No se especifica cómo se hizo la distinción entre la ofrenda aprobada y la que no lo era, pero debió ser evidente tanto para Caín como para Abel. Jehová, que lee el corazón del hombre (1Sa 16:7; Sl 139:1-6), conocía la actitud incorrecta de Caín, que se manifestó con claridad una vez fue rechazado su sacrificio. Entonces empezó a mostrar abiertamente las “obras de la carne”, entre ellas, ‘enemistades, contiendas, celos y arrebatos de cólera’. (Gál 5:19, 20.) Jehová mostró a este hombre resentido que podía ensalzarse si sencillamente se dirigía a hacer lo bueno. Pudo haberse humillado y haber imitado el ejemplo aprobado de su hermano, pero prefirió pasar por alto el consejo divino de lograr dominar el deseo pecaminoso que ‘estaba agazapado a la entrada’ deseando con vehemencia someterle.

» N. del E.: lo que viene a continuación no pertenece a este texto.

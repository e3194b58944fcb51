//! History-aware retrieval chain
//!
//! A turn moves through `RECEIVED -> QUERY_REWRITTEN -> RETRIEVED -> ANSWERED
//! -> HISTORY_UPDATED`. Any failure before the last stage leaves the session
//! untouched and is reported as an orchestration error naming the last stage
//! that completed.

use std::sync::Arc;

use crate::config::{PromptConfig, RetrievalConfig};
use crate::error::{Error, Result};
use crate::generation::prompt::{PromptTemplate, ANSWER_SLOTS, REWRITE_SLOTS};
use crate::providers::{EmbeddingProvider, LlmProvider};
use crate::retrieval::{SearchHit, VectorIndex};
use crate::session::ChatSession;
use crate::types::{ChatMessage, TurnStage};

/// Retrieval knobs for the chain
#[derive(Debug, Clone, Copy)]
pub struct ChainSettings {
    /// Chunks retrieved per question
    pub top_k: usize,
    /// Recent turns (human + ai pairs) shown to the rewrite prompt
    pub rewrite_history_turns: usize,
}

impl From<&RetrievalConfig> for ChainSettings {
    fn from(config: &RetrievalConfig) -> Self {
        Self {
            top_k: config.top_k,
            rewrite_history_turns: config.rewrite_history_turns,
        }
    }
}

/// Result of a completed turn
#[derive(Debug, Clone)]
pub struct ChatTurn {
    /// The model's answer
    pub answer: String,
    /// Query used for retrieval (the raw input when there was no history)
    pub standalone_query: String,
    /// Chunks given to the model as context, nearest first
    pub sources: Vec<SearchHit>,
}

/// Rewrites, retrieves and answers one message at a time
pub struct ConversationChain {
    embedder: Arc<dyn EmbeddingProvider>,
    llm: Arc<dyn LlmProvider>,
    index: Arc<VectorIndex>,
    answer_prompt: PromptTemplate,
    rewrite_prompt: PromptTemplate,
    settings: ChainSettings,
}

impl ConversationChain {
    /// Create a chain; prompt templates are validated here
    pub fn new(
        embedder: Arc<dyn EmbeddingProvider>,
        llm: Arc<dyn LlmProvider>,
        index: Arc<VectorIndex>,
        prompts: &PromptConfig,
        settings: ChainSettings,
    ) -> Result<Self> {
        prompts.answer.validate(&ANSWER_SLOTS)?;
        prompts.rewrite.validate(&REWRITE_SLOTS)?;
        if settings.top_k == 0 {
            return Err(Error::Config("top_k must be at least 1".to_string()));
        }

        Ok(Self {
            embedder,
            llm,
            index,
            answer_prompt: prompts.answer.clone(),
            rewrite_prompt: prompts.rewrite.clone(),
            settings,
        })
    }

    /// The index this chain retrieves from
    pub fn index(&self) -> &Arc<VectorIndex> {
        &self.index
    }

    /// Run one turn against `session`
    pub async fn respond(&self, session: &ChatSession, input: &str) -> Result<ChatTurn> {
        let mut stage = TurnStage::Received;
        let history = session.snapshot();
        tracing::debug!("{}: {} history messages", stage, history.len());

        let standalone_query = self
            .rewrite_query(&history, input)
            .await
            .map_err(|e| Error::orchestration(stage, e))?;
        stage = TurnStage::QueryRewritten;
        tracing::debug!("{}: \"{}\"", stage, standalone_query);

        let sources = self
            .retrieve(&standalone_query)
            .await
            .map_err(|e| Error::orchestration(stage, e))?;
        stage = TurnStage::Retrieved;
        tracing::debug!("{}: {} chunks", stage, sources.len());

        let answer = self
            .answer(&history, input, &sources)
            .await
            .map_err(|e| Error::orchestration(stage, e))?;
        stage = TurnStage::Answered;
        tracing::debug!("{}: {} chars", stage, answer.len());

        session.append_exchange(ChatMessage::human(input), ChatMessage::ai(answer.clone()));
        stage = TurnStage::HistoryUpdated;
        tracing::debug!("{}: session now holds {} messages", stage, session.len());

        Ok(ChatTurn {
            answer,
            standalone_query,
            sources,
        })
    }

    /// Recent history shown to the rewrite prompt
    fn rewrite_window<'a>(&self, history: &'a [ChatMessage]) -> &'a [ChatMessage] {
        let keep = self.settings.rewrite_history_turns.saturating_mul(2);
        &history[history.len().saturating_sub(keep)..]
    }

    /// Turn a follow-up into a standalone search query
    ///
    /// With no history the input already stands alone and the model is not called.
    pub async fn rewrite_query(&self, history: &[ChatMessage], input: &str) -> Result<String> {
        if history.is_empty() {
            return Ok(input.to_string());
        }

        let messages = self
            .rewrite_prompt
            .render(&[("input", input)], self.rewrite_window(history))?;
        let rewritten = self.llm.complete(&messages).await?;
        let rewritten = rewritten.trim();

        if rewritten.is_empty() {
            tracing::warn!("Query rewrite returned nothing, searching with the raw input");
            return Ok(input.to_string());
        }

        Ok(rewritten.to_string())
    }

    /// Embed the query and fetch the nearest chunks
    ///
    /// An empty index means no relevant context, not a failed turn.
    pub async fn retrieve(&self, query: &str) -> Result<Vec<SearchHit>> {
        let embedding = self.embedder.embed(query).await?;
        match self.index.query(&embedding, self.settings.top_k) {
            Err(Error::EmptyIndex) => {
                tracing::warn!("Vector index is empty, answering without context");
                Ok(Vec::new())
            }
            other => other,
        }
    }

    /// Ask the model for an answer grounded in `sources`
    pub async fn answer(
        &self,
        history: &[ChatMessage],
        input: &str,
        sources: &[SearchHit],
    ) -> Result<String> {
        let context = sources
            .iter()
            .map(|hit| hit.chunk.text.as_str())
            .collect::<Vec<_>>()
            .join("\n\n");

        let messages = self
            .answer_prompt
            .render(&[("context", &context), ("input", input)], history)?;

        tracing::info!(
            "Generating answer with {} ({} context chunks)",
            self.llm.model(),
            sources.len()
        );

        self.llm.complete(&messages).await
    }
}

(Gé 4:6, 7; compárese con Snt 1:14, 15.) Este proceder irrespetuoso fue la “senda de Caín”. (Jud 11.)

 

Más tarde, Caín le dijo a su hermano: “Vamos allá al campo”. (Gé 4:8.) (Aunque estas palabras no figuran en el texto masorético, varios manuscritos hebreos tienen en este punto el signo de omisión, y sí se encuentran en el Pentateuco Samaritano, la Versión de los Setenta, la Versión Peshitta siriaca y algunos textos latinos antiguos.) Caín atacó a Abel en el campo y lo mató, de modo que llegó a ser el primer asesino humano. Como tal, se podía decir que “se originó del inicuo”, el “padre” de los homicidas y de la mentira. (1Jn 3:12; Jn 8:44.) La respuesta endurecida de Caín a la pregunta de Jehová de dónde estaba Abel fue otra prueba de su actitud; no fue esta una expresión de arrepentimiento ni remordimiento, sino más bien una réplica mentirosa: “No sé. ¿Soy yo el guardián de mi hermano?”. (Gé 4:9.)
La sentencia de destierro del suelo que Dios impuso a Caín significó su expulsión de las cercanías del jardín de Edén, y la maldición que ya existía sobre la tierra se incrementaría en su caso, de tal modo que la tierra no respondería a su cultivo. Caín se lamentó por la severidad de su castigo y expresó su inquietud ante la posibilidad de que se vengase el asesinato de Abel, pero ni aun entonces manifestó arrepentimiento sincero. Jehová “estableció una señal para Caín” con el fin de evitar que lo matasen, aunque no se dice si esta señal o marca estaba de alguna manera sobre su persona. La “señal” probablemente era el mismo decreto solemne de Dios, que los demás conocían y respetaban. (Gé 4:10-15; compárese con el vs. 24, donde Lamec se refiere a este decreto.)

 

Caín fue desterrado a “la tierra de la Condición de Fugitivo, al este de Edén”, y se llevó consigo a su esposa, una hija de Adán y Eva de quien no se dice el nombre. (Gé 4:16, 17; compárese con 5:4, también con el ejemplo posterior del matrimonio de Abrahán con su media hermana Sara, Gé 20:12.) Después del nacimiento de su hijo Enoc, Caín “se ocupó en edificar una ciudad”, a la que llamó por el nombre de su hijo. Es posible que tal ciudad solo haya sido un pueblo fortificado, según los conceptos actuales, y no se dice cuándo se terminó. El registro bíblico menciona a parte de los descendientes de Caín, algunos de los cuales se distinguieron por la cría nómada de ganado, tocar instrumentos musicales y el forjado de herramientas de metal, así como por practicar la poligamia y por su violencia. (Gé 4:17-24.) La línea de Caín terminó con el diluvio global del día de Noé.

 

ABEL

 

(Posiblemente: Exhalación; Vanidad.)

 

Segundo hijo de Adán y Eva, y hermano menor del primogénito, Caín. (Gé 4:2.)

 

Es probable que Abel haya tenido hermanas durante su vida, pues el registro dice que sus padres tuvieron hijas, aunque no se mencionan por nombre. (Gé 5:1-4.) Llegó a ser pastor de ovejas, y su hermano, agricultor. (Gé 4:2.)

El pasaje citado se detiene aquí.